Con una mirada muy optimista, se podría creer que, mientras la ciudadanía elegía tres veces consecutivas a un gobierno frenteamplista, maduraría la posibilidad de la crítica y se legitimaría el rechazo a ciertas formas de poder, tanto en las relaciones laborales como en el terreno del biopoder que opera en los modos de producción del ballet. Se podría creer que, en una sociedad que ha girado hacia la izquierda, el arte encontraría caminos para pensar sobre los mecanismos de dominación -impuesta o internalizada- y trabajar contra ellos. Sin embargo, cuando la situación se plantea como “ballet o muerte”, cuando muchos dicen “esto funciona así; disciplinate y acatá, o sé mediocre para siempre”, y cuando la posibilidad del alejamiento de un coreógrafo es tomada como la evidencia de que falló el proyecto de transformación cultural nacional, quizá habría que hacer una petición en internet, más que para que se quede Bocca, para que podamos hablar sobre qué pasa con nuestra cultura y qué imágenes y versiones de nosotros mismos estamos coreografiando.

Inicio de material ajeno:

//! Session REST API handlers
//!
//! Thin wrappers over the session store. Student mutations are mirrored into
//! the admin member list so user management sees new and updated accounts.

use crate::{
    ApiResult, AppState, ForgotPasswordRequest, LoginRequest, RegisterRequest, SessionResponse,
    VerifyEmailRequest,
};

use axum::{
    Json,
    extract::State,
    http::StatusCode,
    response::{IntoResponse, Response},
};
use chrono::Utc;
use serde_json::json;
use ypg_core::{Identity, MemberRecord};

/// GET /api/v1/session
pub async fn get_session(State(state): State<AppState>) -> Json<SessionResponse> {
    Json(state.session.current().await.into())
}

/// POST /api/v1/session/login
pub async fn login(
    State(state): State<AppState>,
    Json(req): Json<LoginRequest>,
) -> ApiResult<Json<SessionResponse>> {
    let identity = state.session.login(&req.email, &req.password).await?;

    Ok(Json(Some(identity).into()))
}

/// POST /api/v1/session/logout
pub async fn logout(State(state): State<AppState>) -> ApiResult<Json<SessionResponse>> {
    state.session.logout().await?;

    Ok(Json(None.into()))
}

/// POST /api/v1/session/register
pub async fn register(
    State(state): State<AppState>,
    Json(req): Json<RegisterRequest>,
) -> ApiResult<Response> {
    let student = state.session.register(req.into()).await?;
    let identity = Identity::Student(student);
    sync_member(&state, &identity).await;

    let body: SessionResponse = Some(identity).into();
    Ok((StatusCode::CREATED, Json(body)).into_response())
}

/// POST /api/v1/session/verify-email
pub async fn verify_email(
    State(state): State<AppState>,
    Json(req): Json<VerifyEmailRequest>,
) -> ApiResult<Json<SessionResponse>> {
    let identity = state.session.verify_email(&req.token).await?;
    if let Some(ref identity) = identity {
        sync_member(&state, identity).await;
    }

    Ok(Json(identity.into()))
}

/// POST /api/v1/session/complete-onboarding
pub async fn complete_onboarding(
    State(state): State<AppState>,
) -> ApiResult<Json<SessionResponse>> {
    let identity = state.session.complete_onboarding().await?;
    if let Some(ref identity) = identity {
        sync_member(&state, identity).await;
    }

    Ok(Json(identity.into()))
}

/// POST /api/v1/session/forgot-password
///
/// Always reports success so the response does not reveal whether an
/// account exists.
pub async fn forgot_password(
    State(state): State<AppState>,
    Json(req): Json<ForgotPasswordRequest>,
) -> ApiResult<Response> {
    state
        .session
        .backend()
        .request_password_reset(&req.email)
        .await?;

    Ok((StatusCode::ACCEPTED, Json(json!({ "status": "sent" }))).into_response())
}

/// Mirrors a student identity into the member list, keeping the original
/// join date of an existing record.
pub(crate) async fn sync_member(state: &AppState, identity: &Identity) {
    let Some(student) = identity.as_student() else {
        return;
    };

    let joined_date = state
        .store
        .members
        .find_by_id(&student.id)
        .await
        .map(|existing| existing.joined_date)
        .unwrap_or_else(|| Utc::now().date_naive());

    state
        .store
        .members
        .upsert(MemberRecord::from_student(student, joined_date))
        .await;
}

Nos guste o no el arte del ballet -y siendo pertinente discutir las bases de formación de nuestros gustos, en las que sin duda siempre inciden factores no sólo estéticos, sino también ideológicos y de clase- es cierto que la política cultural pro BNS del gobierno frenteamplista redundó en un aumento significativo de la calidad de las obras, del público y del impacto social de lo producido. Pero cualquier analista político o cultural también debería percibir que esa política le sirvió de legitimación a un proyecto gubernamental moderado que ha estado -en el plano estético pero también en otros- demasiado preocupado por demostrar que, pese a su pasado revoltoso y revolucionario (o a un presidente en chancletas), es capaz de dirigir un proyecto nacional cuya cultura esté a la altura de los estándares internacionales más exigentes, con avance en los modelos de gestión y democratización del acceso a la “alta cultura”. Pero a veces la preocupación por demostrar deja poco lugar para pensar críticamente, y algo de eso hay en este caso.

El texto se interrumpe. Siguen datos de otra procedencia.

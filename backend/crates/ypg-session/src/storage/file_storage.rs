use crate::storage::{DurableStorage, StorageError, StorageResult, validate_key};

use std::fs;
use std::io::{ErrorKind, Write};
use std::path::{Path, PathBuf};

use log::debug;

/// One file per key under a directory.
///
/// Writes go through a temp file, fsync and rename so a crash mid-write
/// never leaves a truncated record behind.
#[derive(Debug, Clone)]
pub struct FileStorage {
    dir: PathBuf,
}

impl FileStorage {
    /// Opens (and creates if needed) the storage directory.
    pub fn open(dir: impl Into<PathBuf>) -> StorageResult<Self> {
        let dir = dir.into();
        fs::create_dir_all(&dir).map_err(|e| StorageError::dir_creation(dir.clone(), e))?;
        Ok(Self { dir })
    }

    pub fn dir(&self) -> &Path {
        &self.dir
    }

    fn path_for(&self, key: &str) -> StorageResult<PathBuf> {
        validate_key(key)?;
        Ok(self.dir.join(format!("{key}.json")))
    }
}

impl DurableStorage for FileStorage {
    fn get(&self, key: &str) -> StorageResult<Option<String>> {
        let path = self.path_for(key)?;

        match fs::read_to_string(&path) {
            Ok(contents) => Ok(Some(contents)),
            Err(e) if e.kind() == ErrorKind::NotFound => Ok(None),
            Err(e) => Err(StorageError::file_read(path, e)),
        }
    }

    fn set(&self, key: &str, value: &str) -> StorageResult<()> {
        let final_path = self.path_for(key)?;
        let temp_path = self
            .dir
            .join(format!("{key}.json.tmp.{}", std::process::id()));

        {
            let mut file = fs::File::create(&temp_path)
                .map_err(|e| StorageError::file_write(temp_path.clone(), e))?;

            file.write_all(value.as_bytes())
                .map_err(|e| StorageError::file_write(temp_path.clone(), e))?;

            file.sync_all()
                .map_err(|e| StorageError::file_write(temp_path.clone(), e))?;
        }

        fs::rename(&temp_path, &final_path).map_err(|e| {
            let _ = fs::remove_file(&temp_path);
            StorageError::atomic_rename(temp_path, final_path.clone(), e)
        })?;

        debug!("Stored '{key}' at {}", final_path.display());
        Ok(())
    }

    fn remove(&self, key: &str) -> StorageResult<()> {
        let path = self.path_for(key)?;

        match fs::remove_file(&path) {
            Ok(()) => {
                debug!("Removed '{key}' from {}", self.dir.display());
                Ok(())
            }
            Err(e) if e.kind() == ErrorKind::NotFound => Ok(()),
            Err(e) => Err(StorageError::file_remove(path, e)),
        }
    }
}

Si habláramos de economía, quizá podría aplicarse el término “desarrollismo” para describir lo que el gobierno hizo con el ballet en la cultura uruguaya, con énfasis en la sustitución de importaciones (tener una especie de Bolshoi o American Ballet local) y en lograr una buena inserción de nuestros productos en los mercados internacionales (el BNS de gira mundial), pero omitiendo sistemáticamente la pregunta sobre qué significados o formas emergen como consecuencia de la importación de modelos de desarrollo cultural no traducidos a las características de la cultura y la sociedad uruguayas. No es casual que el BNS protagonizara una publicidad del Instituto Nacional de Carnes, bajo consignas como “ballet al servicio de la conquista cárnica” (no es broma, ver http://ladiaria.com.uy/UJx).

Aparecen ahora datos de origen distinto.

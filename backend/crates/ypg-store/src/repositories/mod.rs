pub mod assignment_repository;
pub mod career_repository;
pub mod member_repository;
pub mod portfolio_repository;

En la apuesta cultural del gobierno frenteamplista al ballet también aparecen historias relacionadas con el imaginario europeísta (y autocolonizador) de la cultura uruguaya, con la idea de que democratizar la (alta) cultura es “llevarla al pueblo”, y con las graves dificultades de la izquierda institucional para abordar la distancia entre programas ideológicos y consumos culturales, incluso en la escala autocrítica de los gustos de los propios dirigentes y críticos (empezando por la propia dedicación de quien firma a un arte como la danza contemporánea, nacido en Estados Unidos y que, a su pesar y contra sus premisas, no logra dejar de ser hermético y exclusivo). El tema es vasto y demanda que dejemos de callarnos colectivamente la boca.